Competencia y vanidad
El apóstol Pablo nos advierte que no hagamos nada por ambición egoísta o vanidad. La rivalidad es una competencia desleal con los demás, en la que buscamos demostrar que somos mejores, más inteligentes o más exitosos que ellos.
La vanidad es la autoidolatría, en la que nos consideramos superiores a los demás y buscamos la aprobación y el reconocimiento por encima de todo. Ambas actitudes son perjudiciales para nosotros mismos y para los demás, ya que nos llevan a actuar con orgullo, celos, envidia e insatisfacción.
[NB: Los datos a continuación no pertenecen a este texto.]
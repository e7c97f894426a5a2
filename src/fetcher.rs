//! Metrics fetching and derived values
//!
//! Given a Ready session, three independent query blocks are issued:
//! system resources, health sensors and interface byte counters (plus the
//! active-session count). A query-level failure only omits that block's
//! fields; a fatal session error aborts the whole fetch so the caller can
//! evict the pooled connection.
//!
//! Traffic rates are counter-based: the delta of monotonically increasing
//! byte counters over elapsed time, never an instantaneous measurement.

use std::collections::HashMap;
use std::sync::Mutex;
use std::time::{Duration, Instant};

use tracing::{instrument, trace, warn};

use crate::DeviceMetrics;
use crate::config::DeviceConfig;
use crate::mgmt::session::{ManagedSession, SessionError};

/// Memory usage percent from total/free, guarded against total = 0.
pub fn memory_percent(total: u64, free: u64) -> f64 {
    if total == 0 {
        return 0.0;
    }
    let used = total.saturating_sub(free);
    used as f64 / total as f64 * 100.0
}

/// Byte delta over elapsed time as Mbps, rounded to 2 decimals.
pub fn to_mbps(delta_bytes: u64, elapsed: Duration) -> f64 {
    let secs = elapsed.as_secs_f64();
    if secs <= 0.0 {
        return 0.0;
    }
    let bps = delta_bytes as f64 * 8.0 / secs;
    round2(bps / 1_000_000.0)
}

fn round2(value: f64) -> f64 {
    (value * 100.0).round() / 100.0
}

/// Rates derived from one counter observation.
#[derive(Debug, Clone, Copy, PartialEq)]
pub struct TrafficRates {
    pub rx_mbps: f64,
    pub tx_mbps: f64,
}

#[derive(Debug, Clone, Copy)]
struct CounterSnapshot {
    rx_bytes: u64,
    tx_bytes: u64,
    at: Instant,
}

/// Last observed byte counters per (device id, interface name).
///
/// Lives for the process lifetime; the first observation after a restart
/// has no baseline and yields 0 Mbps. A counter going backwards (device
/// reboot or counter wrap) also yields 0, but the cache is rebaselined to
/// the new values either way so the next cycle computes a real rate.
pub struct TrafficCache {
    entries: Mutex<HashMap<(String, String), CounterSnapshot>>,
}

impl TrafficCache {
    pub fn new() -> Self {
        Self {
            entries: Mutex::new(HashMap::new()),
        }
    }

    /// Record an observation and return the rates it implies.
    pub fn observe(
        &self,
        device_id: &str,
        interface: &str,
        rx_bytes: u64,
        tx_bytes: u64,
        at: Instant,
    ) -> TrafficRates {
        let key = (device_id.to_string(), interface.to_string());
        let mut entries = self.entries.lock().expect("traffic cache poisoned");

        let rates = match entries.get(&key) {
            Some(prev)
                if rx_bytes >= prev.rx_bytes && tx_bytes >= prev.tx_bytes && at > prev.at =>
            {
                let elapsed = at - prev.at;
                TrafficRates {
                    rx_mbps: to_mbps(rx_bytes - prev.rx_bytes, elapsed),
                    tx_mbps: to_mbps(tx_bytes - prev.tx_bytes, elapsed),
                }
            }
            Some(_) => {
                trace!("{device_id}/{interface}: counter reset detected, rate 0");
                TrafficRates {
                    rx_mbps: 0.0,
                    tx_mbps: 0.0,
                }
            }
            None => TrafficRates {
                rx_mbps: 0.0,
                tx_mbps: 0.0,
            },
        };

        entries.insert(
            key,
            CounterSnapshot {
                rx_bytes,
                tx_bytes,
                at,
            },
        );

        rates
    }
}

impl Default for TrafficCache {
    fn default() -> Self {
        Self::new()
    }
}

/// Assembles the metrics bag for one device from a live session.
pub struct MetricsFetcher {
    traffic: TrafficCache,
}

impl MetricsFetcher {
    pub fn new() -> Self {
        Self {
            traffic: TrafficCache::new(),
        }
    }

    /// Fetch all metric blocks. Query-level failures are isolated; only a
    /// fatal session error propagates (and means the session must be
    /// evicted by the caller).
    #[instrument(skip(self, session, device), fields(device = %device.id))]
    pub async fn fetch(
        &self,
        session: &dyn ManagedSession,
        device: &DeviceConfig,
    ) -> Result<DeviceMetrics, SessionError> {
        let mut metrics = DeviceMetrics::default();

        match session.read_resource().await {
            Ok(resource) => {
                metrics.cpu_load = resource.cpu_load;
                metrics.memory_usage = resource
                    .total_memory
                    .zip(resource.free_memory)
                    .map(|(total, free)| memory_percent(total, free));
                metrics.uptime = resource.uptime;
                metrics.board_name = resource.board_name;
                metrics.version = resource.version;
            }
            Err(e) if e.is_fatal() => return Err(e),
            Err(e) => warn!("{}: resource block unavailable: {e}", device.id),
        }

        match session.read_health().await {
            Ok(health) => {
                metrics.temperature = health.temperature;
                metrics.voltage = health.voltage;
            }
            Err(e) if e.is_fatal() => return Err(e),
            // Common on models without sensors, not worth more than a trace.
            Err(e) => trace!("{}: health block unavailable: {e}", device.id),
        }

        if let Some(interface) = &device.interface {
            match session.read_interface_counters(interface).await {
                Ok(counters) => {
                    let rates = self.traffic.observe(
                        &device.id,
                        interface,
                        counters.rx_bytes,
                        counters.tx_bytes,
                        Instant::now(),
                    );
                    metrics.rx_rate = Some(rates.rx_mbps);
                    metrics.tx_rate = Some(rates.tx_mbps);
                }
                Err(e) if e.is_fatal() => return Err(e),
                Err(e) => warn!("{}: counter block unavailable: {e}", device.id),
            }
        }

        match session.read_active_sessions().await {
            Ok(count) => metrics.active_sessions = Some(count),
            Err(e) if e.is_fatal() => return Err(e),
            Err(e) => trace!("{}: session count unavailable: {e}", device.id),
        }

        Ok(metrics)
    }
}

impl Default for MetricsFetcher {
    fn default() -> Self {
        Self::new()
    }
}
//! External store interfaces
//!
//! The inventory store and time-series store are external collaborators:
//! the polling engine only reads a device snapshot from the former and
//! writes status/alert/point updates back. Both are behind traits so
//! deployments can plug in their actual engines; the in-memory
//! implementations back tests and the default single-process wiring.

pub mod backend;
pub mod error;
pub mod memory;

pub use backend::{InventoryStore, MetricPoint, TimeSeriesStore};
pub use error::{StoreError, StoreResult};
pub use memory::{MemoryInventory, MemoryTimeSeries};
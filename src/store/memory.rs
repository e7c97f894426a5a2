//! In-memory store implementations (no persistence)
//!
//! These back the default single-process deployment and the test suite.
//! All data is lost on restart; deployments that need durable inventory
//! or history plug their own engines in behind the traits.

use std::collections::HashMap;

use async_trait::async_trait;
use chrono::{DateTime, Utc};
use tokio::sync::RwLock;
use tracing::debug;

use crate::alerts::{AlertKind, Severity};
use crate::config::DeviceConfig;
use crate::{DeviceIdentity, DeviceStatus};

use super::backend::{InventoryStore, MetricPoint, TimeSeriesStore};
use super::error::StoreResult;

/// One alert row as kept by the inventory.
#[derive(Debug, Clone)]
pub struct AlertRow {
    pub device_id: String,
    pub kind: AlertKind,
    pub message: String,
    pub severity: Severity,
    pub active: bool,
    pub raised_at: DateTime<Utc>,
}

/// Last synced status of a device.
#[derive(Debug, Clone)]
pub struct StatusRow {
    pub status: DeviceStatus,
    pub last_seen: DateTime<Utc>,
    pub identity: Option<DeviceIdentity>,
}

/// In-memory inventory store.
pub struct MemoryInventory {
    devices: RwLock<Vec<DeviceConfig>>,
    statuses: RwLock<HashMap<String, StatusRow>>,
    alerts: RwLock<Vec<AlertRow>>,
}

impl MemoryInventory {
    pub fn new(devices: Vec<DeviceConfig>) -> Self {
        Self {
            devices: RwLock::new(devices),
            statuses: RwLock::new(HashMap::new()),
            alerts: RwLock::new(Vec::new()),
        }
    }

    /// Kinds of currently active alerts for a device (test/introspection).
    pub async fn active_alerts(&self, device_id: &str) -> Vec<AlertKind> {
        self.alerts
            .read()
            .await
            .iter()
            .filter(|a| a.active && a.device_id == device_id)
            .map(|a| a.kind)
            .collect()
    }

    /// All alert rows ever inserted, active or not.
    pub async fn alert_rows(&self) -> Vec<AlertRow> {
        self.alerts.read().await.clone()
    }

    /// Last synced status row for a device.
    pub async fn status(&self, device_id: &str) -> Option<StatusRow> {
        self.statuses.read().await.get(device_id).cloned()
    }
}

#[async_trait]
impl InventoryStore for MemoryInventory {
    async fn list_devices(&self) -> StoreResult<Vec<DeviceConfig>> {
        Ok(self.devices.read().await.clone())
    }

    async fn update_status(
        &self,
        device_id: &str,
        status: DeviceStatus,
        last_seen: DateTime<Utc>,
        identity: Option<&DeviceIdentity>,
    ) -> StoreResult<()> {
        let mut statuses = self.statuses.write().await;

        let row = statuses.entry(device_id.to_string()).or_insert(StatusRow {
            status,
            last_seen,
            identity: None,
        });
        row.status = status;
        row.last_seen = last_seen;
        // Identity is slow-changing - keep the previous value when this
        // cycle read none.
        if identity.is_some() {
            row.identity = identity.cloned();
        }

        Ok(())
    }

    async fn insert_alert_if_absent(
        &self,
        device_id: &str,
        kind: AlertKind,
        message: &str,
        severity: Severity,
    ) -> StoreResult<bool> {
        let mut alerts = self.alerts.write().await;

        let already_active = alerts
            .iter()
            .any(|a| a.active && a.device_id == device_id && a.kind == kind);
        if already_active {
            return Ok(false);
        }

        alerts.push(AlertRow {
            device_id: device_id.to_string(),
            kind,
            message: message.to_string(),
            severity,
            active: true,
            raised_at: Utc::now(),
        });

        Ok(true)
    }

    async fn resolve_alert(&self, device_id: &str, kind: AlertKind) -> StoreResult<bool> {
        let mut alerts = self.alerts.write().await;

        let mut resolved = false;
        for alert in alerts
            .iter_mut()
            .filter(|a| a.active && a.device_id == device_id && a.kind == kind)
        {
            alert.active = false;
            resolved = true;
        }

        Ok(resolved)
    }

    async fn health_check(&self) -> StoreResult<()> {
        Ok(())
    }
}

/// In-memory time-series store.
pub struct MemoryTimeSeries {
    points: RwLock<Vec<MetricPoint>>,
    batches: RwLock<usize>,
}

impl MemoryTimeSeries {
    pub fn new() -> Self {
        Self {
            points: RwLock::new(Vec::new()),
            batches: RwLock::new(0),
        }
    }

    pub async fn points(&self) -> Vec<MetricPoint> {
        self.points.read().await.clone()
    }

    /// Number of batch writes performed.
    pub async fn batch_count(&self) -> usize {
        *self.batches.read().await
    }
}

impl Default for MemoryTimeSeries {
    fn default() -> Self {
        Self::new()
    }
}

#[async_trait]
impl TimeSeriesStore for MemoryTimeSeries {
    async fn write_batch(&self, points: Vec<MetricPoint>) -> StoreResult<()> {
        debug!("writing batch of {} points", points.len());

        *self.batches.write().await += 1;
        self.points.write().await.extend(points);

        Ok(())
    }

    async fn health_check(&self) -> StoreResult<()> {
        Ok(())
    }
}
Humildad y respeto a los demás
La humildad significa respetar a los demás como seres superiores a nosotros. No significa que debamos menospreciarnos ni que los demás sean perfectos o infalibles.
Más bien, significa reconocer que los demás tienen valor y dignidad como seres humanos que merecen nuestro respeto y amor, incluso si discrepamos con ellos o si nos han hecho daño. La humildad nos ayuda a mantener una actitud abierta, amable y compasiva hacia los demás, y a ser más sensibles y comprensivos.
La importancia de la humildad en la vida cristiana
La humildad es una virtud fundamental en la vida cristiana porque nos acerca a Dios y a los hermanos. Sobre todo, la humildad nos hace conscientes de nuestra dependencia y necesidad de Dios, quien es el único dueño de nuestras vidas. Nos ayuda a reconocer nuestra condición de pecadores y a pedir perdón y misericordia por nuestros errores.
En segundo lugar, la humildad nos permite tratar a los demás con justicia y equidad, sin imponer nuestra voluntad ni menospreciar a los demás. Nos permite ser pacientes, compasivos, generosos y amables con los demás, tal como Jesús lo fue con nosotros.